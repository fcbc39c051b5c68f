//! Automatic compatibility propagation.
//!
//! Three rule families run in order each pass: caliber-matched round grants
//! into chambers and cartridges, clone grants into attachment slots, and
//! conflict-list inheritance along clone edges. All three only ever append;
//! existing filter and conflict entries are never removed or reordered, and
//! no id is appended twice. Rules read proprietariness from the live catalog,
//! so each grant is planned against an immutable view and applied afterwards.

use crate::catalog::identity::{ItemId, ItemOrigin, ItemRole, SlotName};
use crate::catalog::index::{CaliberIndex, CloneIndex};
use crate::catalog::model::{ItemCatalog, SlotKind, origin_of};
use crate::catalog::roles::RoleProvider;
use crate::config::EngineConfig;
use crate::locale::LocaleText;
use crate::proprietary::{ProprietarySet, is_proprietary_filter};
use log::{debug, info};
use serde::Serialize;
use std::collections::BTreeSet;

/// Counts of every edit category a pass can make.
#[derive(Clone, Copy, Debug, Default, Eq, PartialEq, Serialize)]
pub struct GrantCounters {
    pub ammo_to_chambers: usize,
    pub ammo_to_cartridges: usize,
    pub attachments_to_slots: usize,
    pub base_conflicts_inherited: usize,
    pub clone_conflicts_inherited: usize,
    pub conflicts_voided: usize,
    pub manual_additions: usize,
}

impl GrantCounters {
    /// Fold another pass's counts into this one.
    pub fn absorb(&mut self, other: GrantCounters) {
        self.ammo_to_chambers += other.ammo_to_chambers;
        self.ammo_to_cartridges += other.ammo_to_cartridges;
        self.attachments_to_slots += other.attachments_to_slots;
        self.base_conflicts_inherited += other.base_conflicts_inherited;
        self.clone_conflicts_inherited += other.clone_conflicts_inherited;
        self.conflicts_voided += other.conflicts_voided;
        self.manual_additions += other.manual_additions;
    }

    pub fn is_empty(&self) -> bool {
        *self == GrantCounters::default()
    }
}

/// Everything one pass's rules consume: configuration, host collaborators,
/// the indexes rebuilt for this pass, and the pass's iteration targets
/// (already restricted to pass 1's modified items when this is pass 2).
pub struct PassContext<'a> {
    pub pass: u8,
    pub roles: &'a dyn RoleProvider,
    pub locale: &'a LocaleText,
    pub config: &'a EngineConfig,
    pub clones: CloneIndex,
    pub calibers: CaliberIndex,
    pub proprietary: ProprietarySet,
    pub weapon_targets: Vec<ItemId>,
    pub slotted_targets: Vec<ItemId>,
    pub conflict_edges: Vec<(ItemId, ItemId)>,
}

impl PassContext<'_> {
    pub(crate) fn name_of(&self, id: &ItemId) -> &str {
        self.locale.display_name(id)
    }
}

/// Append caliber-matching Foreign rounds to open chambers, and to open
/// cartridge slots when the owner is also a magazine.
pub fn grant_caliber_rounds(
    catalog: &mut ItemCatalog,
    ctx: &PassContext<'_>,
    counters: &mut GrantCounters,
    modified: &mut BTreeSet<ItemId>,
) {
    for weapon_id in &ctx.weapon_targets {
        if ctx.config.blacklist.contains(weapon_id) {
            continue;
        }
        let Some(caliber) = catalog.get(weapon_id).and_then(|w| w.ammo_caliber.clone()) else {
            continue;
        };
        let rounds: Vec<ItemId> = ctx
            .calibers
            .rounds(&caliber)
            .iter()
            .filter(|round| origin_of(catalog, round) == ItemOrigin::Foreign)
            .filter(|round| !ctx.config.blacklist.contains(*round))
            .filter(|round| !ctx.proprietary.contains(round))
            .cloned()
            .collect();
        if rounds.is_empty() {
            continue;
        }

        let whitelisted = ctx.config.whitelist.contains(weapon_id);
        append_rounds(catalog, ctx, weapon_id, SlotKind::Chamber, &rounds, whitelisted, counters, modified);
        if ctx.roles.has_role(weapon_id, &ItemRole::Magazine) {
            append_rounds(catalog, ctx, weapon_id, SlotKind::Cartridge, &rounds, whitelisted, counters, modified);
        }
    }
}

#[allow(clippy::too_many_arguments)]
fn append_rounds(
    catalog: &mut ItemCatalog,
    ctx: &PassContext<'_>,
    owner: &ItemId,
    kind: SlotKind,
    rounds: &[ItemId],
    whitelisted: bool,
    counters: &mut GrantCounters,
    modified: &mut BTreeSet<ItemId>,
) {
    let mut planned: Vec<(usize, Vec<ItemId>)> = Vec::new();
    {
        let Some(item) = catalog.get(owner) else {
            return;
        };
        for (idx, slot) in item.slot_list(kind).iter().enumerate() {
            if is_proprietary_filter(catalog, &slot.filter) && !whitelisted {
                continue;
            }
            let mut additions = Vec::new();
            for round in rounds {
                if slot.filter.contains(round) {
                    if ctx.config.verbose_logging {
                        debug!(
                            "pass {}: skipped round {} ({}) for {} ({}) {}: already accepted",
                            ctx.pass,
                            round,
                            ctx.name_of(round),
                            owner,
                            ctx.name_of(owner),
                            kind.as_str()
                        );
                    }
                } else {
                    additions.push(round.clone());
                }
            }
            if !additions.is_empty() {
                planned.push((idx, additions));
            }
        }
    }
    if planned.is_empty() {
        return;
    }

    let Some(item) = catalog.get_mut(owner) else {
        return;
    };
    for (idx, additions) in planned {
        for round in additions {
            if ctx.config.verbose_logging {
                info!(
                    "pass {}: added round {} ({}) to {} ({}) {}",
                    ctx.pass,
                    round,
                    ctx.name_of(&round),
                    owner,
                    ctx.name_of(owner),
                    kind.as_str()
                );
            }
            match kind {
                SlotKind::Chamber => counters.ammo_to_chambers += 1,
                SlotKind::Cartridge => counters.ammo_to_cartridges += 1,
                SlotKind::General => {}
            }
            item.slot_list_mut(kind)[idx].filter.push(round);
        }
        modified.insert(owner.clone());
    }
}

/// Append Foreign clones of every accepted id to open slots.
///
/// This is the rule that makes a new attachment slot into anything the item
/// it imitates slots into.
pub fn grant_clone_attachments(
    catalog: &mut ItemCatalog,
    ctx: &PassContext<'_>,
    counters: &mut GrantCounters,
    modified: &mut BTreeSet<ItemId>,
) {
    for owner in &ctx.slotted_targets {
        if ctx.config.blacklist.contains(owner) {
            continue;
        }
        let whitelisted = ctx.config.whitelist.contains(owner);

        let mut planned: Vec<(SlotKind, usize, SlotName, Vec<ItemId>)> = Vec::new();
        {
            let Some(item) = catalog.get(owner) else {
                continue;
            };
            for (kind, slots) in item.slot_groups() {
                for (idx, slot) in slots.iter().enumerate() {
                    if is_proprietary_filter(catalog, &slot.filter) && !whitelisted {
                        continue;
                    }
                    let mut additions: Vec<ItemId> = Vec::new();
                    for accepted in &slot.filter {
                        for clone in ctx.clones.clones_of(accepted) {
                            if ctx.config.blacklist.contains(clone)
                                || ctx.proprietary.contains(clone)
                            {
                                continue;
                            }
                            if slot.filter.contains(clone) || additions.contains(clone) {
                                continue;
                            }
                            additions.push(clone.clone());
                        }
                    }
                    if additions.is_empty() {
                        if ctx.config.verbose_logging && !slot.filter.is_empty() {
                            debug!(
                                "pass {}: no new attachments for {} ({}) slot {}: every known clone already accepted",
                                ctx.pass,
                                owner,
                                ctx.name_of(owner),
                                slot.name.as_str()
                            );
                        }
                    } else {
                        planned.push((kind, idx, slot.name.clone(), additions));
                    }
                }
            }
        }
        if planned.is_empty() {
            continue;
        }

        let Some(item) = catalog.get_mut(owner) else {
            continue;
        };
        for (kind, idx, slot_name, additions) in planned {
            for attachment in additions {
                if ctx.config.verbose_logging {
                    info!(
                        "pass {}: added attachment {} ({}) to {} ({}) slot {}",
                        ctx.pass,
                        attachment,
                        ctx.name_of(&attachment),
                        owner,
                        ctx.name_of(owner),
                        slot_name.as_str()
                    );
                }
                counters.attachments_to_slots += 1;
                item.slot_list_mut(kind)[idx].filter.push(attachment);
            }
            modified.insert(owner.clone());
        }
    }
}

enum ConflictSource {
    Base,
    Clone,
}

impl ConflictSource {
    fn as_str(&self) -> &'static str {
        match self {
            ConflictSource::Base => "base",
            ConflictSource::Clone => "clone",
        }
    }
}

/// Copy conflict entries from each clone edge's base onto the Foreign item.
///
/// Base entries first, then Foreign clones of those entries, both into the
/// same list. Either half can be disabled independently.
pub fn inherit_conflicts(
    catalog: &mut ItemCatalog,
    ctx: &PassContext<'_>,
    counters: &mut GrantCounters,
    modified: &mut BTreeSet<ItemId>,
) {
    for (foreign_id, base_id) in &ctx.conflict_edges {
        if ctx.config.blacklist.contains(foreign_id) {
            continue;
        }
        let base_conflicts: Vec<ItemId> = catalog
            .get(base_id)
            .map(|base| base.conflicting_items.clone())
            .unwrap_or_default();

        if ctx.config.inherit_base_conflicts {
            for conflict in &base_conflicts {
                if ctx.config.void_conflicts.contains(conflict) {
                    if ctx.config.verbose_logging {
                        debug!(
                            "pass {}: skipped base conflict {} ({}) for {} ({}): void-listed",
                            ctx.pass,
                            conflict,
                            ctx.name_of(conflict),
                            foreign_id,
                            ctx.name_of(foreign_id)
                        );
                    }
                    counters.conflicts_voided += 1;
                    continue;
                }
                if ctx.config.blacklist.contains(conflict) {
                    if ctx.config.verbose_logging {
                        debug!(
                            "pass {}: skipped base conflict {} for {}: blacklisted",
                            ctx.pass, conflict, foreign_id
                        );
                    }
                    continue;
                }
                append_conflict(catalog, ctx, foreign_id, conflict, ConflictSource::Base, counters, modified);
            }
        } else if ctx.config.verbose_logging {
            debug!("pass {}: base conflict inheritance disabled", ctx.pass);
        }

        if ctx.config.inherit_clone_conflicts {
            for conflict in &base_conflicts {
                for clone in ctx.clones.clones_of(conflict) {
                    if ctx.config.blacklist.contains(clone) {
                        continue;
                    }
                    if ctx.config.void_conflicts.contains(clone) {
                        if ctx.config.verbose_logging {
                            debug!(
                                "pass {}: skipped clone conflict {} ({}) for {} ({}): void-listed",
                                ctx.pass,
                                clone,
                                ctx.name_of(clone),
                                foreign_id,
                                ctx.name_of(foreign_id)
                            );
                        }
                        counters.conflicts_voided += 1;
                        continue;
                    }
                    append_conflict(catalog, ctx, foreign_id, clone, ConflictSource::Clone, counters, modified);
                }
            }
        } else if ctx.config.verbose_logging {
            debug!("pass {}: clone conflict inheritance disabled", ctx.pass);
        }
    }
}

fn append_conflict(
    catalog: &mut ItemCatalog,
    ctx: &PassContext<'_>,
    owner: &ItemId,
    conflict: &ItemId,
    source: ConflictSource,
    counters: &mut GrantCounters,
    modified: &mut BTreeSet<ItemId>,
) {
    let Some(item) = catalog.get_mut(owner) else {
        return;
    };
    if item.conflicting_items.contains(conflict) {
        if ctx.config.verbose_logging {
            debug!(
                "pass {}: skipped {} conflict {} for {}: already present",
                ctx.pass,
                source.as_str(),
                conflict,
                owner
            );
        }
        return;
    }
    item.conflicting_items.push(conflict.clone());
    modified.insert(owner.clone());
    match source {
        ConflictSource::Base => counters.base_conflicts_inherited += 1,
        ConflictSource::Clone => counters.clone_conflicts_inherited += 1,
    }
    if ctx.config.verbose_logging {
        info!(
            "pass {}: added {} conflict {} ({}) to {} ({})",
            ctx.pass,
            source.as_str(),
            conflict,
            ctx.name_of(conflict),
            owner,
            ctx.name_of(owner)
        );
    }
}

--

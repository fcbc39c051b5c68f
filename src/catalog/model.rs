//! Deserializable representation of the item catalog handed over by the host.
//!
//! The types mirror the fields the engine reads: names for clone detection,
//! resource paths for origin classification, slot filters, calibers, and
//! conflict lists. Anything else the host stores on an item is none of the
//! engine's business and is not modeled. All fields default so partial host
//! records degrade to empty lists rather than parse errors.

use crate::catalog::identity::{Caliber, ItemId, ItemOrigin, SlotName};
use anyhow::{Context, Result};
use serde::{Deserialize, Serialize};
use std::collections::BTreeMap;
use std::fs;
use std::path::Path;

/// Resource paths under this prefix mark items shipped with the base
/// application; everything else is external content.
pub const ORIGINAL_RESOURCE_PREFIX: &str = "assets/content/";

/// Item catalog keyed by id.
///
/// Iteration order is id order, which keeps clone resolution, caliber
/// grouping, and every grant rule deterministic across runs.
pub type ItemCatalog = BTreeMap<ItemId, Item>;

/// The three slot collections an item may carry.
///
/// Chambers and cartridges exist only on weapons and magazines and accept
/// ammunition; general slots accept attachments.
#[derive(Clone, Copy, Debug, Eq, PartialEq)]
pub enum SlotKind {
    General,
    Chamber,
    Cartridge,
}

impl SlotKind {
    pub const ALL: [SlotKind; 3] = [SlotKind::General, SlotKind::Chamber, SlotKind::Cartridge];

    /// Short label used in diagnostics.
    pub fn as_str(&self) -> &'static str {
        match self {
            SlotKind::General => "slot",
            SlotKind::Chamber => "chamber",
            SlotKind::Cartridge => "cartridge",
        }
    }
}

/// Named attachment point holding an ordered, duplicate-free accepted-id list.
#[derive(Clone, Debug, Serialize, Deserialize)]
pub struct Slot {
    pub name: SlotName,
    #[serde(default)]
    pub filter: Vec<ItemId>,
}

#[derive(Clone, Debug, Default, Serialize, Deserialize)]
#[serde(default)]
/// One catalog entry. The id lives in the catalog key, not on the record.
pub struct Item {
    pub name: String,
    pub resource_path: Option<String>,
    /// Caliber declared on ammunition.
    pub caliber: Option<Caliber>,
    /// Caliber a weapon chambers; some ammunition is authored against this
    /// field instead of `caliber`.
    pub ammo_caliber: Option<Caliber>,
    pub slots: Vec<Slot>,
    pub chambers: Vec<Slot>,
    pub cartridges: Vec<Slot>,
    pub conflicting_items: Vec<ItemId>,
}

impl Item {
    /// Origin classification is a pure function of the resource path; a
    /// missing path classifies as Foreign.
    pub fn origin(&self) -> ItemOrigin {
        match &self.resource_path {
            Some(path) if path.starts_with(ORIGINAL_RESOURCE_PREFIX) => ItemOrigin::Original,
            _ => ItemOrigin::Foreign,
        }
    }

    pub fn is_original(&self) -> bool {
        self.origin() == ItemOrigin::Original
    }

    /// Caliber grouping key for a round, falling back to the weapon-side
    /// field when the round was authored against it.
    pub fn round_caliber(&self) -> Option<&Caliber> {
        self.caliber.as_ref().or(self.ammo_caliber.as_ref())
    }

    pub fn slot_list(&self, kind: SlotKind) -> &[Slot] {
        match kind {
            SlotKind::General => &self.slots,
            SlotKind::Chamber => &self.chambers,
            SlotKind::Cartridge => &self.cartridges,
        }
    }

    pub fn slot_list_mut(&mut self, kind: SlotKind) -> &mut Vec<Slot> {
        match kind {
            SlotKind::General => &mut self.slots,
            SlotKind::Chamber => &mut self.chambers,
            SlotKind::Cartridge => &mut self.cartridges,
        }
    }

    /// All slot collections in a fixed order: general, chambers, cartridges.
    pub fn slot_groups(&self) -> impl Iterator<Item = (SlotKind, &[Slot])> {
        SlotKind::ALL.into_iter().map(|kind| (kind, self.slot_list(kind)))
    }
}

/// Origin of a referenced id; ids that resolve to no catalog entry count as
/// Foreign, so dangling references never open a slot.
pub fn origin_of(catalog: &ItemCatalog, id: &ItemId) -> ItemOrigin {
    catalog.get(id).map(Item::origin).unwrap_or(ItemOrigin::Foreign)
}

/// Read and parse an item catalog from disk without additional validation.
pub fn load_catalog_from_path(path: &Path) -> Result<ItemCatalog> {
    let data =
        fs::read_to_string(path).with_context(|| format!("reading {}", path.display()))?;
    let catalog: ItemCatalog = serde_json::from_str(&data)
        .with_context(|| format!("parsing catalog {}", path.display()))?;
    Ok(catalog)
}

| PROBLEM TO SOLVE |
Note every line of the records that holds the word "planned", and copy it.

| OUTPUT BELOW |
//! so each grant is planned against an immutable view and applied afterwards.
    let mut planned: Vec<(usize, Vec<ItemId>)> = Vec::new();
                planned.push((idx, additions));
    if planned.is_empty() {
    for (idx, additions) in planned {
        let mut planned: Vec<(SlotKind, usize, SlotName, Vec<ItemId>)> = Vec::new();
                        planned.push((kind, idx, slot.name.clone(), additions));
        if planned.is_empty() {
        for (kind, idx, slot_name, additions) in planned {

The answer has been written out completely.